Se lo sapesse il Duce (if only the Duce knew), that widespread and pernicious lament that implied both Mussolini’s concern and his remoteness, conveyed in nuce the ambivalence of sentiment towards the Fascist regime. Resignation, hope, despondency, faith, despair, excitement, fear: reactions to Fascism were varied and, inevitably, contradictory. The historiography of Italian Fascism has tended to gloss over nuance in favour of staking unambiguous ideological positions to present grand narratives that familiarise Fascism. Recent studies, however (e.g. Christopher Duggan’s Fascist Voices: An Intimate History of Mussolini’s Italy, 2012), have calibrated the historical optics to discern the particular in lieu of the general. Instead of emphasising how Fascism imposed itself, they explore how people reacted, coexisted, defied, and embraced it. What these ‘reception’ approaches share is a formal acknowledgement that the Italian consenso conveys both active consent and passive consensus. These historians no longer accept the term as a homogenous pole in binary opposition to anti-fascism, but understand it as one that allows for a range of responses and attitudes to the politics and practices of the Regime.

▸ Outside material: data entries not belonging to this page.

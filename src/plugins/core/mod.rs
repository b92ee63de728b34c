//! Core plugin: shared resources and global settings.

use bevy::prelude::*;

use crate::common::clock::GameClock;
use crate::common::rng::CombatRng;
use crate::common::tunables::Tunables;

pub fn plugin(app: &mut App) {
    app.init_resource::<Tunables>()
        .init_resource::<GameClock>()
        .init_resource::<CombatRng>()
        .insert_resource(ClearColor(Color::srgb(0.06, 0.09, 0.07)))
        .add_systems(Startup, validate_tunables);
}

/// Bad numbers are reported, not fatal: the game keeps running on what it has.
fn validate_tunables(tunables: Res<Tunables>) {
    match tunables.validate() {
        Ok(()) => debug!("tunables ok"),
        Err(err) => error!("invalid tunables: {err}"),
    }
}
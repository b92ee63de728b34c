#![allow(dead_code)]

//! Integration test harness.
//!
//! Keep integration tests headless:
//! - `MinimalPlugins` provides core ECS runtime.
//! - we then call `mysterious_forest::game::configure_headless` to install gameplay plugins.
//! - time advances by a fixed 16 ms per `update()`, so every update runs about one
//!   fixed step regardless of how fast the test machine is.

use std::time::Duration;

use bevy::asset::AssetPlugin;
use bevy::prelude::*;
use bevy::scene::ScenePlugin;
use bevy::state::app::StatesPlugin;
use bevy::time::TimeUpdateStrategy;

use mysterious_forest::common::rng::CombatRng;
use mysterious_forest::plugins::player::Player;

pub const FRAME: Duration = Duration::from_millis(16);

pub fn app_headless() -> App {
    let mut app = App::new();

    // Add AssetPlugin + ScenePlugin so SceneSpawner exists.
    app.add_plugins((MinimalPlugins, StatesPlugin, AssetPlugin::default(), ScenePlugin));
    app.insert_resource(TimeUpdateStrategy::ManualDuration(FRAME));

    mysterious_forest::game::configure_headless(&mut app);
    app.insert_resource(CombatRng::seeded(42));
    // `App::run` would do this; tests drive `update()` by hand, so finish plugin setup here.
    app.finish();
    app.cleanup();
    app
}

/// Boot and run until the level is populated.
pub fn booted() -> App {
    let mut app = app_headless();
    for _ in 0..3 {
        app.update();
    }
    app
}

/// Update until `done` holds or `max` updates have run. Returns whether it held.
pub fn run_until(app: &mut App, max: usize, mut done: impl FnMut(&mut World) -> bool) -> bool {
    for _ in 0..max {
        app.update();
        if done(app.world_mut()) {
            return true;
        }
    }
    false
}

pub fn player(app: &mut App) -> Entity {
    app.world_mut()
        .query_filtered::<Entity, With<Player>>()
        .single(app.world())
        .expect("exactly one player")
}
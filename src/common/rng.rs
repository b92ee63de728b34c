//! Seeded randomness for drops, scatter and teleport offsets.

use bevy::prelude::*;
use rand::{Rng, SeedableRng};
use rand_chacha::ChaCha8Rng;

#[derive(Resource, Debug, Clone)]
pub struct CombatRng(pub ChaCha8Rng);

impl CombatRng {
    pub fn seeded(seed: u64) -> Self {
        Self(ChaCha8Rng::seed_from_u64(seed))
    }

    /// True with probability `p` (values >= 1.0 always succeed).
    #[inline]
    pub fn chance(&mut self, p: f32) -> bool {
        p >= 1.0 || (p > 0.0 && self.0.r#gen::<f32>() < p)
    }

    /// Inclusive integer range.
    #[inline]
    pub fn between(&mut self, lo: u32, hi: u32) -> u32 {
        if hi <= lo { lo } else { self.0.gen_range(lo..=hi) }
    }

    #[inline]
    pub fn range_f32(&mut self, lo: f32, hi: f32) -> f32 {
        if hi <= lo { lo } else { self.0.gen_range(lo..hi) }
    }

    #[inline]
    pub fn sign(&mut self) -> f32 {
        if self.0.r#gen::<bool>() { 1.0 } else { -1.0 }
    }
}

impl Default for CombatRng {
    fn default() -> Self {
        Self::seeded(0x5EED_F0E5_7000_0001)
    }
}
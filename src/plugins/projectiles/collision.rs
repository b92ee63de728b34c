//! Wave contact resolution.
//!
//! Waves are sensors; contact is decided with the same inclusive box overlap the
//! melee pipeline uses, against the player's hurtbox. The first overlap consumes the
//! wave even when the hit itself is ignored (invincible player), so a wave never lands
//! twice and never lingers inside the player waiting for invincibility to drop.

use avian2d::prelude::*;
use bevy::prelude::*;

use super::components::{PooledWave, Wave, WaveState};
use crate::common::bounds::{Aabb, Hurtbox};
use crate::common::clock::GameClock;
use crate::common::tunables::Tunables;
use crate::plugins::combat::actor::ActorState;
use crate::plugins::combat::damage::{HitOutcome, IncomingHit, resolve_hit};
use crate::plugins::combat::messages::{ActorDied, ActorHit};
use crate::plugins::combat::timeline::Timeline;
use crate::plugins::combat::{HitTarget, apply_hit_effects, toughness_for};
use crate::plugins::player::Player;
use crate::plugins::session::DerivedStats;

pub fn process_wave_contacts(
    clock: Res<GameClock>,
    tunables: Res<Tunables>,
    mut hits: MessageWriter<ActorHit>,
    mut deaths: MessageWriter<ActorDied>,
    mut waves: Query<(Entity, &Transform, &mut Wave, &mut WaveState), (With<PooledWave>, Without<Player>)>,
    mut player: Query<
        (
            Entity,
            &mut ActorState,
            &Transform,
            &Hurtbox,
            Option<&mut LinearVelocity>,
            Option<&mut Timeline>,
            Option<&DerivedStats>,
        ),
        With<Player>,
    >,
) {
    let Ok((target, mut state, ptf, hurtbox, mut vel, mut timeline, stats)) = player.single_mut()
    else {
        return;
    };

    let now = clock.now();
    let size = tunables.boss.transition.wave_size;
    let target_pos = ptf.translation.truncate();
    let body = hurtbox.at(target_pos);
    let toughness = toughness_for(None, &tunables, stats);

    for (e, tf, mut wave, mut wave_state) in &mut waves {
        if *wave_state != WaveState::Active || wave.already_hit || state.is_dead() {
            continue;
        }
        let pos = tf.translation.truncate();
        if !Aabb::new(pos, size).overlaps(&body) {
            continue;
        }

        wave.already_hit = true;
        *wave_state = WaveState::PendingReturn;

        let hit = IncomingHit { base_damage: wave.damage, attacker_x: pos.x, lifesteal: 0.0 };
        let HitOutcome::Landed { damage, knockback, lethal, .. } =
            resolve_hit(&mut state, target_pos.x, &hit, &toughness, now)
        else {
            debug!("wave {e} absorbed without damage");
            continue;
        };

        let hit_target = HitTarget {
            entity: target,
            pos: target_pos,
            kind: None,
            vel: vel.as_mut().map(|v| v.reborrow()),
            timeline: timeline.as_mut().map(|t| t.reborrow()),
        };
        let decay_ms = tunables.player.knockback_decay_ms;
        if let Some(died) = apply_hit_effects(hit_target, knockback, lethal, decay_ms, now) {
            deaths.write(died);
        }

        hits.write(ActorHit { target, source: wave.source.unwrap_or(e), damage, lethal });
    }
}
//! Tunable gameplay constants.
//!
//! One resource holds every number the combat core reads. Tests construct it with
//! `Default` and override fields as needed.

use bevy::platform::collections::HashMap;
use bevy::prelude::*;

use crate::common::error::CombatError;
use crate::plugins::combat::AttackKind;
use crate::plugins::combat::messages::PickupKind;
use crate::plugins::enemies::EnemyKind;

// ----- Shared pieces -----

/// How an actor reacts to a non-lethal hit.
#[derive(Debug, Clone, Copy, PartialEq)]
pub struct HitReaction {
    /// Zero means the reaction does not stun.
    pub stun_ms: u64,
    pub invincible_ms: u64,
    pub knockback: f32,
}

/// Attack geometry and timing.
#[derive(Debug, Clone, Copy, PartialEq)]
pub struct AttackSpec {
    pub damage: f32,
    pub cost: f32,
    /// Horizontal distance from the attacker to the hitbox centre, mirrored by facing.
    pub reach: f32,
    pub size: Vec2,
    /// Forward velocity added when the hitbox fires.
    pub dash: f32,
    pub hitbox_delay_ms: u64,
    pub duration_ms: u64,
}

#[derive(Debug, Clone, Copy, PartialEq)]
pub struct DropRange {
    pub min: u32,
    pub max: u32,
    pub rate: f32,
}

#[derive(Debug, Clone, Copy, PartialEq)]
pub struct DropTable {
    pub coins: DropRange,
    pub hearts: DropRange,
}

// ----- Player -----

#[derive(Debug, Clone)]
pub struct PlayerTuning {
    pub max_hp: f32,
    pub max_sp: f32,
    pub walk_speed: f32,
    pub run_speed: f32,
    pub defend_speed: f32,
    pub jump_height: f32,
    pub sp_cost_jump: f32,
    pub sp_cost_run_per_sec: f32,
    pub sp_cost_defend_per_sec: f32,
    pub sp_recover_idle_per_sec: f32,
    pub sp_recover_walk_per_sec: f32,
    pub recovery_tick_ms: u64,
    pub idle_regen_delay_ms: u64,
    pub defense_reduction: f32,
    pub defense_floor: f32,
    pub reaction: HitReaction,
    pub defend_reaction: HitReaction,
    pub knockback_decay_ms: u64,
    pub frame_ms: u64,
    pub combo_open_frame: u64,
    pub combo_close_frame: u64,
    pub base_attack_frames: u64,
    pub wall_slide_max_fall: f32,
    pub wall_jump_speed: f32,
    pub respawn_delay_ms: u64,
    pub spawn_point: Vec2,
    pub hurtbox: Vec2,
}

impl PlayerTuning {
    #[inline]
    pub fn combo_window_ms(&self) -> (u64, u64) {
        (self.combo_open_frame * self.frame_ms, self.combo_close_frame * self.frame_ms)
    }

    #[inline]
    pub fn base_attack_ms(&self) -> u64 {
        self.base_attack_frames * self.frame_ms
    }

    #[inline]
    pub fn jump_velocity(&self, gravity: f32) -> f32 {
        (2.0 * gravity * self.jump_height).sqrt()
    }
}

// ----- Enemies -----

#[derive(Debug, Clone)]
pub struct EnemyProfile {
    pub max_hp: f32,
    pub attack: AttackKind,
    pub patrol_speed: f32,
    pub chase_speed: f32,
    pub detect_radius: f32,
    pub attack_radius: f32,
    pub attack_interval_ms: u64,
    pub patrol_range: f32,
    pub hurtbox: Vec2,
    pub reaction: HitReaction,
    pub drops: DropTable,
    pub corpse_ms: u64,
    /// `None` for actors that stay dead.
    pub respawn_ms: Option<u64>,
}

// ----- Boss -----

#[derive(Debug, Clone, Copy, PartialEq)]
pub struct PhaseTuning {
    /// HP fraction at or below which this phase begins.
    pub threshold: f32,
    pub attack_speed_bonus: f32,
    pub cooldown_reduction: f32,
}

#[derive(Debug, Clone, Copy, PartialEq)]
pub struct TransitionTuning {
    pub fade_ms: u64,
    pub faded_alpha: f32,
    pub wait_ms: u64,
    pub wave_interval_ms: u64,
    pub wave_count: u32,
    pub waves_per_burst: u32,
    pub wave_speed: f32,
    pub wave_damage: f32,
    pub wave_lifetime_ms: u64,
    pub wave_size: Vec2,
    pub recovery_ms: u64,
}

#[derive(Debug, Clone)]
pub struct BossTuning {
    pub move_speed: f32,
    pub vertical_speed_factor: f32,
    pub teleport_cooldown_ms: u64,
    pub min_teleport_cooldown_ms: u64,
    pub teleport_distance: f32,
    pub no_attack_ms: u64,
    pub teleport_offset: (f32, f32),
    pub teleport_jitter: f32,
    pub teleport_fade_ms: u64,
    pub appear_ms: u64,
    pub trigger_delay_ms: u64,
    pub phases: Vec<PhaseTuning>,
    pub transition: TransitionTuning,
}

// ----- Pickups / world objects -----

#[derive(Debug, Clone, Copy, PartialEq)]
pub struct PickupSpec {
    pub lifetime_ms: u64,
    pub warning_ms: u64,
    pub blink_ms: u64,
    pub collect_ms: u64,
    pub size: Vec2,
}

#[derive(Debug, Clone)]
pub struct PickupTuning {
    pub coin: PickupSpec,
    pub heart: PickupSpec,
    pub expire_fade_ms: u64,
    pub coin_value: u32,
    pub heart_heal: f32,
    pub scatter_step_deg: f32,
    pub scatter_speed: (f32, f32),
    pub heart_bob_speed: f32,
}

impl PickupTuning {
    #[inline]
    pub fn spec(&self, kind: PickupKind) -> &PickupSpec {
        match kind {
            PickupKind::Coin => &self.coin,
            PickupKind::Heart => &self.heart,
        }
    }
}

#[derive(Debug, Clone, Copy, PartialEq)]
pub struct ChestTable {
    pub coins: (u32, u32),
    pub heart_chance: f32,
    pub hearts: (u32, u32),
    pub heart_delay_ms: u64,
    pub triggers_boss: bool,
}

// ----- Root resource -----

#[derive(Resource, Debug, Clone)]
pub struct Tunables {
    pub pixels_per_meter: f32,
    pub gravity: f32,
    pub player: PlayerTuning,
    pub slime: EnemyProfile,
    pub skeleton: EnemyProfile,
    pub boss_profile: EnemyProfile,
    pub boss: BossTuning,
    pub pickups: PickupTuning,
    pub small_chest: ChestTable,
    pub large_chest: ChestTable,
    /// Horizontal distance beyond which the vertical gap makes a target unreachable.
    pub vertical_reach: f32,
    pub attacks: HashMap<AttackKind, AttackSpec>,
}

impl Tunables {
    /// Look up an attack's configuration.
    pub fn attack(&self, kind: AttackKind) -> Result<&AttackSpec, CombatError> {
        self.attacks.get(&kind).ok_or(CombatError::UnknownAttack(kind))
    }

    pub fn enemy(&self, kind: EnemyKind) -> &EnemyProfile {
        match kind {
            EnemyKind::Slime => &self.slime,
            EnemyKind::Skeleton => &self.skeleton,
            EnemyKind::Boss => &self.boss_profile,
        }
    }

    /// Startup-time consistency check.
    pub fn validate(&self) -> Result<(), CombatError> {
        for kind in AttackKind::ALL {
            let spec = self.attack(kind)?;
            if spec.hitbox_delay_ms > spec.duration_ms {
                return Err(CombatError::InvalidConfig(format!(
                    "{kind:?} hitbox fires after the attack ends"
                )));
            }
        }

        let mut prev = 1.0;
        for phase in &self.boss.phases {
            if !(phase.threshold > 0.0 && phase.threshold < prev) {
                return Err(CombatError::InvalidConfig(
                    "boss phase thresholds must be strictly decreasing within (0, 1)".into(),
                ));
            }
            prev = phase.threshold;
        }

        for (name, spec) in [("coin", &self.pickups.coin), ("heart", &self.pickups.heart)] {
            if spec.warning_ms > spec.lifetime_ms {
                return Err(CombatError::InvalidConfig(format!(
                    "{name} warning window exceeds its lifetime"
                )));
            }
        }

        for kind in [EnemyKind::Slime, EnemyKind::Skeleton, EnemyKind::Boss] {
            if self.enemy(kind).reaction.knockback >= self.player.reaction.knockback {
                return Err(CombatError::InvalidConfig(format!(
                    "{kind:?} knockback must be smaller than the player's"
                )));
            }
        }

        let (open, close) = self.player.combo_window_ms();
        if open > close || close > self.player.base_attack_ms() {
            return Err(CombatError::InvalidConfig("combo window outside base attack".into()));
        }
        Ok(())
    }
}

fn enemy_attack(damage: f32, radius: f32, attack_frame: u64, duration_ms: u64) -> AttackSpec {
    AttackSpec {
        damage,
        cost: 0.0,
        reach: radius * 0.5,
        size: Vec2::new(radius, 40.0),
        dash: 0.0,
        hitbox_delay_ms: attack_frame * 100,
        duration_ms,
    }
}

impl Default for Tunables {
    fn default() -> Self {
        let player = PlayerTuning {
            max_hp: 100.0,
            max_sp: 100.0,
            walk_speed: 100.0,
            run_speed: 200.0,
            defend_speed: 75.0,
            jump_height: 50.0,
            sp_cost_jump: 5.0,
            sp_cost_run_per_sec: 10.0,
            sp_cost_defend_per_sec: 10.0,
            sp_recover_idle_per_sec: 10.0,
            sp_recover_walk_per_sec: 6.0,
            recovery_tick_ms: 100,
            idle_regen_delay_ms: 2000,
            defense_reduction: 0.3,
            defense_floor: 0.1,
            reaction: HitReaction { stun_ms: 500, invincible_ms: 1000, knockback: 30.0 },
            defend_reaction: HitReaction { stun_ms: 0, invincible_ms: 500, knockback: 9.0 },
            knockback_decay_ms: 150,
            frame_ms: 80,
            combo_open_frame: 4,
            combo_close_frame: 6,
            base_attack_frames: 6,
            wall_slide_max_fall: 50.0,
            wall_jump_speed: 200.0,
            respawn_delay_ms: 2000,
            spawn_point: Vec2::new(58.0, 70.0),
            hurtbox: Vec2::new(23.0, 33.0),
        };

        // Enemies are pushed back less than the player.
        let enemy_reaction = HitReaction { stun_ms: 200, invincible_ms: 300, knockback: 20.0 };

        let slime = EnemyProfile {
            max_hp: 20.0,
            attack: AttackKind::Slime,
            patrol_speed: 30.0,
            chase_speed: 30.0,
            detect_radius: 80.0,
            attack_radius: 25.0,
            attack_interval_ms: 1500,
            patrol_range: 50.0,
            hurtbox: Vec2::new(20.0, 14.0),
            reaction: enemy_reaction,
            drops: DropTable {
                coins: DropRange { min: 2, max: 3, rate: 1.0 },
                hearts: DropRange { min: 0, max: 1, rate: 0.5 },
            },
            corpse_ms: 2000,
            respawn_ms: Some(30_000),
        };

        let skeleton = EnemyProfile {
            max_hp: 30.0,
            attack: AttackKind::Skeleton,
            patrol_speed: 40.0,
            chase_speed: 60.0,
            detect_radius: 120.0,
            attack_radius: 30.0,
            attack_interval_ms: 2000,
            patrol_range: 100.0,
            hurtbox: Vec2::new(20.0, 32.0),
            reaction: enemy_reaction,
            drops: DropTable {
                coins: DropRange { min: 2, max: 5, rate: 1.0 },
                hearts: DropRange { min: 0, max: 1, rate: 0.7 },
            },
            corpse_ms: 2000,
            respawn_ms: Some(30_000),
        };

        let boss_profile = EnemyProfile {
            max_hp: 100.0,
            attack: AttackKind::Boss,
            patrol_speed: 50.0,
            chase_speed: 50.0,
            detect_radius: f32::INFINITY,
            attack_radius: 50.0,
            attack_interval_ms: 2000,
            patrol_range: 0.0,
            hurtbox: Vec2::new(30.0, 40.0),
            reaction: enemy_reaction,
            drops: DropTable {
                coins: DropRange { min: 15, max: 20, rate: 1.0 },
                hearts: DropRange { min: 2, max: 3, rate: 1.0 },
            },
            corpse_ms: 2000,
            respawn_ms: None,
        };

        let boss = BossTuning {
            move_speed: 50.0,
            vertical_speed_factor: 0.5,
            teleport_cooldown_ms: 2000,
            min_teleport_cooldown_ms: 1000,
            teleport_distance: 150.0,
            no_attack_ms: 8000,
            teleport_offset: (60.0, 100.0),
            teleport_jitter: 20.0,
            teleport_fade_ms: 500,
            appear_ms: 1000,
            trigger_delay_ms: 1000,
            phases: vec![
                PhaseTuning { threshold: 0.66, attack_speed_bonus: 0.15, cooldown_reduction: 0.25 },
                PhaseTuning { threshold: 0.33, attack_speed_bonus: 0.30, cooldown_reduction: 0.50 },
            ],
            transition: TransitionTuning {
                fade_ms: 500,
                faded_alpha: 0.4,
                wait_ms: 1500,
                wave_interval_ms: 1600,
                wave_count: 3,
                waves_per_burst: 4,
                wave_speed: 50.0,
                wave_damage: 15.0,
                wave_lifetime_ms: 4000,
                wave_size: Vec2::new(20.0, 20.0),
                recovery_ms: 1500,
            },
        };

        let pickups = PickupTuning {
            coin: PickupSpec {
                lifetime_ms: 30_000,
                warning_ms: 5000,
                blink_ms: 200,
                collect_ms: 300,
                size: Vec2::new(10.0, 10.0),
            },
            heart: PickupSpec {
                lifetime_ms: 20_000,
                warning_ms: 3000,
                blink_ms: 150,
                collect_ms: 400,
                size: Vec2::new(14.0, 14.0),
            },
            expire_fade_ms: 500,
            coin_value: 1,
            heart_heal: 10.0,
            scatter_step_deg: 30.0,
            scatter_speed: (100.0, 150.0),
            heart_bob_speed: 50.0,
        };

        let mut attacks = HashMap::default();
        attacks.insert(
            AttackKind::PlayerBase,
            AttackSpec {
                damage: 10.0,
                cost: 7.0,
                reach: 30.0,
                size: Vec2::new(30.0, 40.0),
                dash: 80.0,
                hitbox_delay_ms: 3 * player.frame_ms,
                duration_ms: player.base_attack_ms(),
            },
        );
        attacks.insert(
            AttackKind::PlayerCombo,
            AttackSpec {
                damage: 15.0,
                cost: 15.0,
                reach: 40.0,
                size: Vec2::new(40.0, 45.0),
                dash: 120.0,
                hitbox_delay_ms: 0,
                duration_ms: 500,
            },
        );
        attacks.insert(AttackKind::Slime, enemy_attack(10.0, slime.attack_radius, 3, 875));
        attacks.insert(AttackKind::Skeleton, enemy_attack(15.0, skeleton.attack_radius, 5, 875));
        attacks.insert(
            AttackKind::Boss,
            AttackSpec {
                damage: 20.0,
                cost: 0.0,
                reach: 0.0,
                size: Vec2::new(boss_profile.attack_radius * 2.0, 60.0),
                dash: 0.0,
                hitbox_delay_ms: 300,
                duration_ms: 800,
            },
        );

        Self {
            pixels_per_meter: 20.0,
            gravity: 500.0,
            player,
            slime,
            skeleton,
            boss_profile,
            boss,
            pickups,
            small_chest: ChestTable {
                coins: (5, 10),
                heart_chance: 0.4,
                hearts: (1, 1),
                heart_delay_ms: 0,
                triggers_boss: false,
            },
            large_chest: ChestTable {
                coins: (15, 25),
                heart_chance: 0.8,
                hearts: (2, 3),
                heart_delay_ms: 200,
                triggers_boss: true,
            },
            vertical_reach: 100.0,
            attacks,
        }
    }
}
//! Collision layers.

use avian2d::prelude::*;

#[derive(PhysicsLayer, Default, Clone, Copy, Debug)]
pub enum Layer {
    #[default]
    Default,
    World,
    Player,
    Enemy,
    Pickup,
    BossWave,
}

The ten essays in The Politics of Everyday Life in Fascist Italy make an original and substantial contribution to this ‘people’s history’ by eschewing the dichotomy of ‘fascist vs. anti-fascist’ to examine the complexities of everyday experience through which ‘historiographical problems – about totalitarianism, consent, coercion, culture, and society’ (p. 3) emerge from new critical perspectives. Specifically, these studies strive to move beyond the three dominant historical critiques – anti-fascist (i.e. a regime imposed upon Italians), revisionist historiography (e.g. Renzo De Felice’s studies), and culturalist (e.g. much of anglophone scholarship) – by adopting a ‘fourth way’ to examine the ventennio. What unifies these diverse essays is a ‘from below’ methodology, which draws on the German microhistorical approach of Alltagsgeschichte (history of everyday life), devoid, however, of Marxian undertones. Of course, Alltagsgeschichte is not new – its origins date to 1970s West Germany – but, until now, it has attracted limited interest as a means to consider daily experiences in Fascist Italy.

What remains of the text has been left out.